注:采用浙江菱湖食品化工联合公司生产的可溶性淀粉。
4. 磷酸缓冲液(pH6.0)
称取磷酸氢二钠(Na2HPO4·12H2O)45.23g、柠檬酸(C6H8O7·H2O)8.07g,用
水溶解并定容至1 000mL。配好后用pH计校正。
(二)仪器
1. 分光光度计应符合GB 9721的有关规定
2. 秒表
3. 恒温水浴(60±0.2)℃
4. 试管25mm×2000mm
四、实验步骤
1. 待测酶液的制备
称取酶粉l-2g,精确至0.0002g(或吸取液体酶100mL),先用少量的磷酸缓冲液溶
解,并用玻璃搅拌棒捣研,将上清液小心倾入容量瓶中,沉渣部分再加入少量缓冲液,
如此捣研3-4次,最后全部移入容量瓶中,用缓冲液定容至刻度(将估计酶活力除以4,即酶活力应在3.7-5.6IU/mL范围内),摇匀。
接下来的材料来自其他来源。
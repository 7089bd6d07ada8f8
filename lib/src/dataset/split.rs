//! Seeded train/test splitting and k-fold partitioning.
//!
//! `split` uses exact-fraction sampling: `round(train_percent * n)` rows are
//! drawn through a seeded permutation and the rest form the test partition.
//! Both partitions keep the original relative row order.

use super::Dataset;
use crate::error::{PipelineError, Result};
use rand::rngs::StdRng;
use rand::seq::SliceRandom;
use rand::SeedableRng;

pub const DEFAULT_TRAIN_PERCENT: f64 = 0.8;
pub const DEFAULT_SPLIT_SEED: u64 = 0;

fn permutation(n: usize, seed: u64) -> Vec<usize> {
    let mut indices: Vec<usize> = (0..n).collect();
    let mut rng = StdRng::seed_from_u64(seed);
    indices.shuffle(&mut rng);
    indices
}

/// Sizes of `k` folds over `n` rows: the first `n % k` folds get one extra row.
pub fn fold_sizes(n: usize, k: usize) -> Vec<usize> {
    (0..k)
        .map(|i| n / k + usize::from(i < n % k))
        .collect()
}

impl Dataset {
    fn subset(&self, mut rows: Vec<usize>, label: &str) -> Result<Dataset> {
        rows.sort_unstable();
        Ok(Dataset::new(
            self.table.take(&rows)?,
            format!("{}[{}]", self.name, label),
        ))
    }

    /// Splits into `(train, test)` with exactly `round(train_percent * n)` train rows.
    ///
    /// # Errors
    /// [`PipelineError::InvalidArgument`] unless `0 < train_percent <= 1`.
    pub fn split(&self, train_percent: f64, seed: u64) -> Result<(Dataset, Dataset)> {
        if !(train_percent > 0.0 && train_percent <= 1.0) {
            return Err(PipelineError::InvalidArgument(format!(
                "train_percent must be in (0, 1], got {}",
                train_percent
            )));
        }
        let n = self.len();
        let n_train = (train_percent * n as f64).round() as usize;
        let mut order = permutation(n, seed);
        let test_rows = order.split_off(n_train.min(n));

        Ok((self.subset(order, "train")?, self.subset(test_rows, "test")?))
    }

    /// Partitions rows into `k` disjoint folds and returns one `(train, test)`
    /// pair per fold. Every row is in exactly one test fold and `k - 1` train folds.
    ///
    /// # Errors
    /// [`PipelineError::InvalidArgument`] unless `2 <= k <= n`.
    pub fn k_fold_split(&self, k: usize, seed: u64) -> Result<Vec<(Dataset, Dataset)>> {
        let n = self.len();
        if k < 2 || k > n {
            return Err(PipelineError::InvalidArgument(format!(
                "k must be in [2, {}], got {}",
                n, k
            )));
        }
        let order = permutation(n, seed);

        let mut folds = Vec::with_capacity(k);
        let mut start = 0;
        for size in fold_sizes(n, k) {
            folds.push(order[start..start + size].to_vec());
            start += size;
        }

        (0..k)
            .map(|i| {
                let test_rows = folds[i].clone();
                let train_rows: Vec<usize> = folds
                    .iter()
                    .enumerate()
                    .filter(|(j, _)| *j != i)
                    .flat_map(|(_, f)| f.iter().copied())
                    .collect();
                Ok((
                    self.subset(train_rows, &format!("fold {}/{} train", i + 1, k))?,
                    self.subset(test_rows, &format!("fold {}/{} test", i + 1, k))?,
                ))
            })
            .collect()
    }
}
//! Keyed reference tables (airports, aircraft, fuel prices) and left joins
//! against them.

use super::pool::WorkerPool;
use crate::error::{PipelineError, Result};
use crate::table::{io, Column, Table, Value};
use std::collections::{BTreeSet, HashMap};
use std::path::Path;
use tracing::{debug, warn};

/// A table indexed by a unique key column.
#[derive(Debug, Clone)]
pub struct ReferenceTable {
    table: Table,
    key: String,
    rows: HashMap<String, usize>,
}

/// Outcome of a lookup: the new columns plus how many keyed rows found no match.
#[derive(Debug)]
pub struct Lookup {
    pub columns: Vec<Column>,
    pub misses: usize,
    pub unmatched: BTreeSet<String>,
}

impl ReferenceTable {
    /// Loads a reference CSV.
    ///
    /// # Errors
    /// [`PipelineError::Config`] when the file or its key column is missing,
    /// [`PipelineError::DuplicateKey`] when the key repeats.
    pub fn load<P: AsRef<Path>>(path: P, key: &str) -> Result<Self> {
        let path = path.as_ref();
        let table = io::read_csv(path)?;
        if !table.has_column(key) {
            return Err(PipelineError::Config(format!(
                "reference table {} has no '{}' column",
                path.display(),
                key
            )));
        }
        debug!(path = %path.display(), rows = table.n_rows(), "loaded reference table");
        Self::from_table(table, key)
    }

    pub fn from_table(table: Table, key: &str) -> Result<Self> {
        table.ensure_unique(key)?;
        let column = table.column(key)?;
        let rows = (0..table.n_rows())
            .filter_map(|row| column.key(row).map(|k| (k, row)))
            .collect();
        Ok(Self {
            table,
            key: key.to_string(),
            rows,
        })
    }

    pub fn key(&self) -> &str {
        &self.key
    }

    pub fn len(&self) -> usize {
        self.table.n_rows()
    }

    pub fn is_empty(&self) -> bool {
        self.table.is_empty()
    }

    pub fn table(&self) -> &Table {
        &self.table
    }

    /// Every column except the key.
    pub fn value_columns(&self) -> Vec<&str> {
        self.table
            .column_names()
            .into_iter()
            .filter(|name| *name != self.key)
            .collect()
    }

    pub fn row_of(&self, key: &str) -> Option<usize> {
        self.rows.get(key).copied()
    }

    /// Resolves every row of `keys` against this table and returns `fields`
    /// as new columns named `<prefix><field>`. Rows with a missing or unknown
    /// key get missing values.
    ///
    /// With a `pool`, distinct keys are resolved on its workers.
    pub fn lookup(
        &self,
        keys: &Column,
        fields: &[&str],
        prefix: &str,
        pool: Option<&WorkerPool>,
    ) -> Result<Lookup> {
        let sources = fields
            .iter()
            .map(|f| self.table.column(f))
            .collect::<Result<Vec<_>>>()?;

        let distinct: BTreeSet<String> = (0..keys.len()).filter_map(|r| keys.key(r)).collect();
        let resolved: HashMap<String, Option<usize>> = match pool {
            Some(pool) => pool.map_keyed(
                distinct.into_iter().map(|k| (k.clone(), k)).collect(),
                |k| Ok(self.row_of(&k)),
            )?,
            None => distinct
                .into_iter()
                .map(|k| {
                    let row = self.row_of(&k);
                    (k, row)
                })
                .collect(),
        };

        let mut misses = 0;
        let mut unmatched = BTreeSet::new();
        let matches: Vec<Option<usize>> = (0..keys.len())
            .map(|r| {
                let key = keys.key(r)?;
                let row = resolved.get(&key).copied().flatten();
                if row.is_none() {
                    misses += 1;
                    unmatched.insert(key);
                }
                row
            })
            .collect();

        let columns = sources
            .iter()
            .map(|source| {
                let values = matches
                    .iter()
                    .map(|m| m.map_or(Value::Null, |row| source.value(row)))
                    .collect();
                Column::from_values(format!("{}{}", prefix, source.name()), source.dtype(), values)
            })
            .collect();

        Ok(Lookup {
            columns,
            misses,
            unmatched,
        })
    }

    /// Looks up `key_column` of `table` and inserts the resulting columns.
    /// Misses are logged, not fatal.
    pub fn join_into(
        &self,
        table: &mut Table,
        key_column: &str,
        fields: &[&str],
        prefix: &str,
        pool: Option<&WorkerPool>,
    ) -> Result<usize> {
        let lookup = self.lookup(table.column(key_column)?, fields, prefix, pool)?;
        if lookup.misses > 0 {
            warn!(
                key = key_column,
                misses = lookup.misses,
                unmatched = ?lookup.unmatched.iter().take(10).collect::<Vec<_>>(),
                "reference lookup misses"
            );
        }
        for column in lookup.columns {
            table.insert_column(column)?;
        }
        Ok(lookup.misses)
    }
}

#[cfg(test)]
mod tests {
    use super::*;
    use crate::table::DType;

    fn airports() -> ReferenceTable {
        let table = Table::from_columns(vec![
            Column::from_strs("ident", &["EGLL", "LFPG"]),
            Column::from_f64s("elevation_ft", &[83.0, 392.0]),
            Column::from_strs("municipality", &["London", "Paris"]),
        ])
        .unwrap();
        ReferenceTable::from_table(table, "ident").unwrap()
    }

    fn flights() -> Table {
        Table::from_columns(vec![Column::str(
            "adep",
            vec![
                Some("LFPG".into()),
                Some("ZZZZ".into()),
                None,
                Some("EGLL".into()),
            ],
        )])
        .unwrap()
    }

    #[test]
    fn test_lookup_fills_missing_for_unknown_keys() {
        let mut table = flights();
        let misses = airports()
            .join_into(&mut table, "adep", &["elevation_ft", "municipality"], "adep_", None)
            .unwrap();
        assert_eq!(misses, 1);

        let elevation = table.column("adep_elevation_ft").unwrap();
        assert_eq!(elevation.dtype(), DType::Float);
        assert_eq!(
            elevation.to_f64().unwrap(),
            vec![Some(392.0), None, None, Some(83.0)]
        );
        assert_eq!(
            table.column("adep_municipality").unwrap().key(3),
            Some("London".to_string())
        );
    }

    #[test]
    fn test_pool_and_serial_lookups_agree() {
        let pool = WorkerPool::new(2).unwrap();
        let keys = flights().column("adep").unwrap().clone();
        let serial = airports().lookup(&keys, &["elevation_ft"], "x_", None).unwrap();
        let parallel = airports().lookup(&keys, &["elevation_ft"], "x_", Some(&pool)).unwrap();
        assert_eq!(serial.columns, parallel.columns);
        assert_eq!(parallel.unmatched.into_iter().collect::<Vec<_>>(), vec!["ZZZZ"]);
    }

    #[test]
    fn test_unknown_field_is_missing_column() {
        let keys = flights().column("adep").unwrap().clone();
        let err = airports().lookup(&keys, &["runways"], "", None).unwrap_err();
        assert!(matches!(err, PipelineError::MissingColumn { .. }));
    }

    #[test]
    fn test_duplicate_reference_keys_rejected() {
        let table = Table::from_columns(vec![Column::from_strs("ident", &["EGLL", "EGLL"])]).unwrap();
        assert!(matches!(
            ReferenceTable::from_table(table, "ident"),
            Err(PipelineError::DuplicateKey { .. })
        ));
    }

    #[test]
    fn test_load_missing_file_is_config() {
        let err = ReferenceTable::load("/no/such/airports.csv", "ident").unwrap_err();
        assert!(err.is_config());
    }

    #[test]
    fn test_value_columns_skip_key() {
        assert_eq!(airports().value_columns(), vec!["elevation_ft", "municipality"]);
    }
}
通过4层纱布过滤,滤液供测定用。
2. 测定
(1)吸取可溶性淀粉溶液20.0mL于试管中,加入缓冲液5.00mL,摇匀后,于(60
±0.2)℃恒温水浴中预热5min。
(2)加入稀释好的待测酶液1.00mL,立刻记时,摇匀,准确反应5min。
(3)立即吸取反应液1.00mL于稀碘液5.00mL中,摇匀,并以稀碘液作空白,于
660nm波长下,用10mm比色皿,迅速测定其吸光度(A)。根据其吸光度查表,求得测
试酶液的浓度(C)。
五、实验结果整理
样品酶的活力根据以下公式计算:
X=c×n
式中:X-样品的酶活力[IU/g(IU/mL)]
c-样品酶液的浓度(IU/mL)
n-样品的稀释倍数
所得结果表示至整数。平行实验相对误差不得超过2%。